Segment Start: Task inputs
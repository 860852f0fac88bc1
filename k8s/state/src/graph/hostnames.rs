//! Hostname validation, wildcard matching and specificity ordering.

use nginx_gateway_controller_core::dataplane::WILDCARD_HOSTNAME;
use std::cmp::Ordering;

/// Validates an RFC 1123 DNS name that may begin with a single wildcard
/// label (`*.`).
pub(crate) fn validate_hostname(hostname: &str) -> Result<(), String> {
    if hostname.is_empty() {
        return Err("hostname cannot be empty".to_string());
    }
    if hostname.contains(':') {
        return Err("hostname cannot contain a port".to_string());
    }

    let name = hostname.strip_prefix("*.").unwrap_or(hostname);
    validate_dns_name(name)
}

/// Validates a hostname usable for SNI: a DNS name with no wildcard.
pub(crate) fn validate_sni_hostname(hostname: &str) -> Result<(), String> {
    if hostname.is_empty() {
        return Err("hostname cannot be empty".to_string());
    }
    if hostname.starts_with("*.") {
        return Err("hostname cannot be a wildcard".to_string());
    }
    validate_dns_name(hostname)
}

fn validate_dns_name(name: &str) -> Result<(), String> {
    if name.is_empty() {
        return Err("hostname is invalid: empty name".to_string());
    }
    if name.len() > 253 {
        return Err("hostname is invalid: must be no more than 253 characters".to_string());
    }

    for label in name.split('.') {
        if label.is_empty() || label.len() > 63 {
            return Err(format!("hostname is invalid: label {label:?} must be 1-63 characters"));
        }
        if !label
            .chars()
            .all(|c| c.is_ascii_lowercase() || c.is_ascii_digit() || c == '-')
        {
            return Err(format!(
                "hostname is invalid: label {label:?} must consist of lower case alphanumeric \
                 characters or '-'"
            ));
        }
        if label.starts_with('-') || label.ends_with('-') {
            return Err(format!(
                "hostname is invalid: label {label:?} must start and end with an alphanumeric \
                 character"
            ));
        }
    }

    Ok(())
}

/// Computes the hostnames a route binds on a listener: the intersection of
/// the listener hostname (empty means any) and the route hostnames.
///
/// A route with no hostnames binds the listener hostname itself, or the
/// catch-all when the listener has none.
pub(crate) fn find_accepted_hostnames(
    listener_hostname: Option<&str>,
    route_hostnames: &[String],
) -> Vec<String> {
    let listener_hostname = listener_hostname.unwrap_or("");

    if route_hostnames.is_empty() {
        if listener_hostname.is_empty() {
            return vec![WILDCARD_HOSTNAME.to_string()];
        }
        return vec![listener_hostname.to_string()];
    }

    route_hostnames
        .iter()
        .filter(|route_hostname| hostnames_intersect(listener_hostname, route_hostname))
        .map(|route_hostname| {
            more_specific_hostname(listener_hostname, route_hostname).to_string()
        })
        .collect()
}

/// Whether two hostnames have a non-empty intersection. Wildcards match per
/// the RFC 6125 left-label rule: `*.example.com` matches `foo.example.com`
/// but neither `example.com` nor `bar.foo.example.com`... except that the
/// Gateway API allows multiple leading labels under a wildcard, which is the
/// behavior implemented here.
pub(crate) fn hostnames_intersect(h1: &str, h2: &str) -> bool {
    if h1.is_empty() || h2.is_empty() || h1 == h2 {
        return true;
    }

    let wildcard_matches = |wildcard: &str, name: &str| {
        let suffix = &wildcard[1..]; // keep the leading dot
        name.strip_suffix(suffix).map(|head| !head.is_empty()).unwrap_or(false)
            || name == wildcard
    };

    match (h1.starts_with("*."), h2.starts_with("*.")) {
        (true, false) => wildcard_matches(h1, h2),
        (false, true) => wildcard_matches(h2, h1),
        // Two distinct wildcards intersect when one domain is under the other.
        (true, true) => wildcard_matches(h1, &h2[2..]) || wildcard_matches(h2, &h1[2..]),
        (false, false) => false,
    }
}

/// Returns the more specific of two intersecting hostnames: a non-empty name
/// beats the empty one, an exact name beats a wildcard, and a longer
/// wildcard beats a shorter one.
pub(crate) fn more_specific_hostname<'a>(h1: &'a str, h2: &'a str) -> &'a str {
    match cmp_hostname_specificity(h1, h2) {
        Ordering::Less => h2,
        _ => h1,
    }
}

/// Orders hostnames by specificity, most specific last being `Greater`.
/// Equal-specificity names order lexicographically on reversed labels so the
/// result is total and deterministic.
pub(crate) fn cmp_hostname_specificity(h1: &str, h2: &str) -> Ordering {
    fn class(h: &str) -> u8 {
        if h.is_empty() || h == WILDCARD_HOSTNAME {
            0
        } else if h.starts_with("*.") {
            1
        } else {
            2
        }
    }

    class(h1)
        .cmp(&class(h2))
        .then_with(|| h1.len().cmp(&h2.len()))
        .then_with(|| {
            let r1: Vec<&str> = h1.rsplit('.').collect();
            let r2: Vec<&str> = h2.rsplit('.').collect();
            r1.cmp(&r2)
        })
}

#[cfg(test)]
mod tests {
    use super::*;

    #[test]
    fn hostname_validation() {
        for valid in ["example.com", "*.example.com", "foo-bar.example.com", "cafe"] {
            assert!(validate_hostname(valid).is_ok(), "{valid}");
        }
        for invalid in [
            "",
            "example.com:80",
            "*.*.example.com:",
            "Example.com",
            "-foo.example.com",
            "foo..example.com",
        ] {
            assert!(validate_hostname(invalid).is_err(), "{invalid:?}");
        }
    }

    #[test]
    fn sni_hostname_forbids_wildcards() {
        assert!(validate_sni_hostname("app.example.com").is_ok());
        assert!(validate_sni_hostname("*.example.com").is_err());
        assert!(validate_sni_hostname("").is_err());
    }

    #[test]
    fn intersection_follows_wildcard_rules() {
        for (h1, h2, expected) in [
            ("", "foo.example.com", true),
            ("foo.example.com", "", true),
            ("foo.example.com", "foo.example.com", true),
            ("foo.example.com", "bar.example.com", false),
            ("*.example.com", "foo.example.com", true),
            ("*.example.com", "example.com", false),
            ("*.example.com", "bar.foo.example.com", true),
            ("foo.example.com", "*.example.com", true),
            ("*.example.com", "*.example.com", true),
            ("*.foo.example.com", "*.example.com", true),
            ("*.example.com", "*.example.org", false),
        ] {
            assert_eq!(hostnames_intersect(h1, h2), expected, "{h1} vs {h2}");
        }
    }

    #[test]
    fn accepted_hostnames_are_the_intersection() {
        let route_hostnames = vec!["foo.example.com".to_string(), "bar.example.org".to_string()];

        assert_eq!(
            find_accepted_hostnames(None, &route_hostnames),
            vec!["foo.example.com", "bar.example.org"]
        );
        assert_eq!(
            find_accepted_hostnames(Some("*.example.com"), &route_hostnames),
            vec!["foo.example.com"]
        );
        assert_eq!(
            find_accepted_hostnames(Some("qux.example.com"), &route_hostnames),
            Vec::<String>::new()
        );
    }

    #[test]
    fn route_without_hostnames_binds_the_listener_hostname() {
        assert_eq!(
            find_accepted_hostnames(Some("cafe.example.com"), &[]),
            vec!["cafe.example.com"]
        );
        assert_eq!(find_accepted_hostnames(None, &[]), vec![WILDCARD_HOSTNAME]);
    }

    #[test]
    fn specificity_prefers_exact_over_wildcard_over_empty() {
        assert_eq!(
            more_specific_hostname("*.example.com", "foo.example.com"),
            "foo.example.com"
        );
        assert_eq!(more_specific_hostname("foo.example.com", ""), "foo.example.com");
        assert_eq!(
            cmp_hostname_specificity("", "*.example.com"),
            Ordering::Less
        );
    }
}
Segment End: Task inputs
Your reply should consist of all the records, set down exactly.

repository 860852f0fac88bc1
filename k8s/state/src/graph/hostnames.rs
//! Hostname validation, wildcard matching and specificity ordering.

use nginx_gateway_controller_core::dataplane::WILDCARD_HOSTNAME;
use std::cmp::Ordering;

/// Validates an RFC 1123 DNS name that may begin with a single wildcard
/// label (`*.`).
pub(crate) fn validate_hostname(hostname: &str) -> Result<(), String> {
    if hostname.is_empty() {
        return Err("hostname cannot be empty".to_string());
    }
    if hostname.contains(':') {
        return Err("hostname cannot contain a port".to_string());
    }

    let name = hostname.strip_prefix("*.").unwrap_or(hostname);
    validate_dns_name(name)
}

/// Validates a hostname usable for SNI: a DNS name with no wildcard.
pub(crate) fn validate_sni_hostname(hostname: &str) -> Result<(), String> {
    if hostname.is_empty() {
        return Err("hostname cannot be empty".to_string());
    }
    if hostname.starts_with("*.") {
        return Err("hostname cannot be a wildcard".to_string());
    }
    validate_dns_name(hostname)
}

fn validate_dns_name(name: &str) -> Result<(), String> {
    if name.is_empty() {
        return Err("hostname is invalid: empty name".to_string());
    }
    if name.len() > 253 {
        return Err("hostname is invalid: must be no more than 253 characters".to_string());
    }

    for label in name.split('.') {
        if label.is_empty() || label.len() > 63 {
            return Err(format!("hostname is invalid: label {label:?} must be 1-63 characters"));
        }
        if !label
            .chars()
            .all(|c| c.is_ascii_lowercase() || c.is_ascii_digit() || c == '-')
        {
            return Err(format!(
                "hostname is invalid: label {label:?} must consist of lower case alphanumeric \
                 characters or '-'"
            ));
        }
        if label.starts_with('-') || label.ends_with('-') {
            return Err(format!(
                "hostname is invalid: label {label:?} must start and end with an alphanumeric \
                 character"
            ));
        }
    }

    Ok(())
}

/// Computes the hostnames a route binds on a listener: the intersection of
/// the listener hostname (empty means any) and the route hostnames.
///
/// A route with no hostnames binds the listener hostname itself, or the
/// catch-all when the listener has none.
pub(crate) fn find_accepted_hostnames(
    listener_hostname: Option<&str>,
    route_hostnames: &[String],
) -> Vec<String> {
    let listener_hostname = listener_hostname.unwrap_or("");

    if route_hostnames.is_empty() {
        if listener_hostname.is_empty() {
            return vec![WILDCARD_HOSTNAME.to_string()];
        }
        return vec![listener_hostname.to_string()];
    }

    route_hostnames
        .iter()
        .filter(|route_hostname| hostnames_intersect(listener_hostname, route_hostname))
        .map(|route_hostname| {
            more_specific_hostname(listener_hostname, route_hostname).to_string()
        })
        .collect()
}

/// Whether two hostnames have a non-empty intersection. Wildcards match per
/// the RFC 6125 left-label rule: `*.example.com` matches `foo.example.com`
/// but neither `example.com` nor `bar.foo.example.com`... except that the
/// Gateway API allows multiple leading labels under a wildcard, which is the
/// behavior implemented here.
pub(crate) fn hostnames_intersect(h1: &str, h2: &str) -> bool {
    if h1.is_empty() || h2.is_empty() || h1 == h2 {
        return true;
    }

    let wildcard_matches = |wildcard: &str, name: &str| {
        let suffix = &wildcard[1..]; // keep the leading dot
        name.strip_suffix(suffix).map(|head| !head.is_empty()).unwrap_or(false)
            || name == wildcard
    };

    match (h1.starts_with("*."), h2.starts_with("*.")) {
        (true, false) => wildcard_matches(h1, h2),
        (false, true) => wildcard_matches(h2, h1),
        // Two distinct wildcards intersect when one domain is under the other.
        (true, true) => wildcard_matches(h1, &h2[2..]) || wildcard_matches(h2, &h1[2..]),
        (false, false) => false,
    }
}

/// Returns the more specific of two intersecting hostnames: a non-empty name
/// beats the empty one, an exact name beats a wildcard, and a longer
/// wildcard beats a shorter one.
pub(crate) fn more_specific_hostname<'a>(h1: &'a str, h2: &'a str) -> &'a str {
    match cmp_hostname_specificity(h1, h2) {
        Ordering::Less => h2,
        _ => h1,
    }
}

/// Orders hostnames by specificity, most specific last being `Greater`.
/// Equal-specificity names order lexicographically on reversed labels so the
/// result is total and deterministic.
pub(crate) fn cmp_hostname_specificity(h1: &str, h2: &str) -> Ordering {
    fn class(h: &str) -> u8 {
        if h.is_empty() || h == WILDCARD_HOSTNAME {
            0
        } else if h.starts_with("*.") {
            1
        } else {
            2
        }
    }

    class(h1)
        .cmp(&class(h2))
        .then_with(|| h1.len().cmp(&h2.len()))
        .then_with(|| {
            let r1: Vec<&str> = h1.rsplit('.').collect();
            let r2: Vec<&str> = h2.rsplit('.').collect();
            r1.cmp(&r2)
        })
}

#[cfg(test)]
mod tests {
    use super::*;

    #[test]
    fn hostname_validation() {
        for valid in ["example.com", "*.example.com", "foo-bar.example.com", "cafe"] {
            assert!(validate_hostname(valid).is_ok(), "{valid}");
        }
        for invalid in [
            "",
            "example.com:80",
            "*.*.example.com:",
            "Example.com",
            "-foo.example.com",
            "foo..example.com",
        ] {
            assert!(validate_hostname(invalid).is_err(), "{invalid:?}");
        }
    }

    #[test]
    fn sni_hostname_forbids_wildcards() {
        assert!(validate_sni_hostname("app.example.com").is_ok());
        assert!(validate_sni_hostname("*.example.com").is_err());
        assert!(validate_sni_hostname("").is_err());
    }

    #[test]
    fn intersection_follows_wildcard_rules() {
        for (h1, h2, expected) in [
            ("", "foo.example.com", true),
            ("foo.example.com", "", true),
            ("foo.example.com", "foo.example.com", true),
            ("foo.example.com", "bar.example.com", false),
            ("*.example.com", "foo.example.com", true),
            ("*.example.com", "example.com", false),
            ("*.example.com", "bar.foo.example.com", true),
            ("foo.example.com", "*.example.com", true),
            ("*.example.com", "*.example.com", true),
            ("*.foo.example.com", "*.example.com", true),
            ("*.example.com", "*.example.org", false),
        ] {
            assert_eq!(hostnames_intersect(h1, h2), expected, "{h1} vs {h2}");
        }
    }

    #[test]
    fn accepted_hostnames_are_the_intersection() {
        let route_hostnames = vec!["foo.example.com".to_string(), "bar.example.org".to_string()];

        assert_eq!(
            find_accepted_hostnames(None, &route_hostnames),
            vec!["foo.example.com", "bar.example.org"]
        );
        assert_eq!(
            find_accepted_hostnames(Some("*.example.com"), &route_hostnames),
            vec!["foo.example.com"]
        );
        assert_eq!(
            find_accepted_hostnames(Some("qux.example.com"), &route_hostnames),
            Vec::<String>::new()
        );
    }

    #[test]
    fn route_without_hostnames_binds_the_listener_hostname() {
        assert_eq!(
            find_accepted_hostnames(Some("cafe.example.com"), &[]),
            vec!["cafe.example.com"]
        );
        assert_eq!(find_accepted_hostnames(None, &[]), vec![WILDCARD_HOSTNAME]);
    }

    #[test]
    fn specificity_prefers_exact_over_wildcard_over_empty() {
        assert_eq!(
            more_specific_hostname("*.example.com", "foo.example.com"),
            "foo.example.com"
        );
        assert_eq!(more_specific_hostname("foo.example.com", ""), "foo.example.com");
        assert_eq!(
            cmp_hostname_specificity("", "*.example.com"),
            Ordering::Less
        );
    }
}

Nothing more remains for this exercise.